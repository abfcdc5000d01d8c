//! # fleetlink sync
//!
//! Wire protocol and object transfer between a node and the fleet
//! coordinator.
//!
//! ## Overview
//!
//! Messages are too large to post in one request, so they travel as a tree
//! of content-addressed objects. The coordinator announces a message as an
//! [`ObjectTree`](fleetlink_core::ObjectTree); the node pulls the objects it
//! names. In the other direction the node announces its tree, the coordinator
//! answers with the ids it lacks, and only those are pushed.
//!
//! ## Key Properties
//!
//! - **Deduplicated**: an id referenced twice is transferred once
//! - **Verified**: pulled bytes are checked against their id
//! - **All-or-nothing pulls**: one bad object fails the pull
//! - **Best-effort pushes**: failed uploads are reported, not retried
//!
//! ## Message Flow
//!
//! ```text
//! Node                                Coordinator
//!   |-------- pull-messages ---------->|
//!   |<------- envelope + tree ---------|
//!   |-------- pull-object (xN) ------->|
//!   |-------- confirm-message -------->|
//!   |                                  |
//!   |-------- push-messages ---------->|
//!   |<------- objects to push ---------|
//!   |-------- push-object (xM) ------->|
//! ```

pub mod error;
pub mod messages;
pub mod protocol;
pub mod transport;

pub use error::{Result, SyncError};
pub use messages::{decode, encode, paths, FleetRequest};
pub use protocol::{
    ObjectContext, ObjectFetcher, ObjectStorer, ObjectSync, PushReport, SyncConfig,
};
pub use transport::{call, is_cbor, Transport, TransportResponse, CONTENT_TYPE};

§ §

Work to be completed.
What is needed is a word-for-word copy of the records above, from the first line through the line that contains "message as an".

Task output.
repository abfcdc5000d01d8c
//! # fleetlink sync
//!
//! Wire protocol and object transfer between a node and the fleet
//! coordinator.
//!
//! ## Overview
//!
//! Messages are too large to post in one request, so they travel as a tree
//! of content-addressed objects. The coordinator announces a message as an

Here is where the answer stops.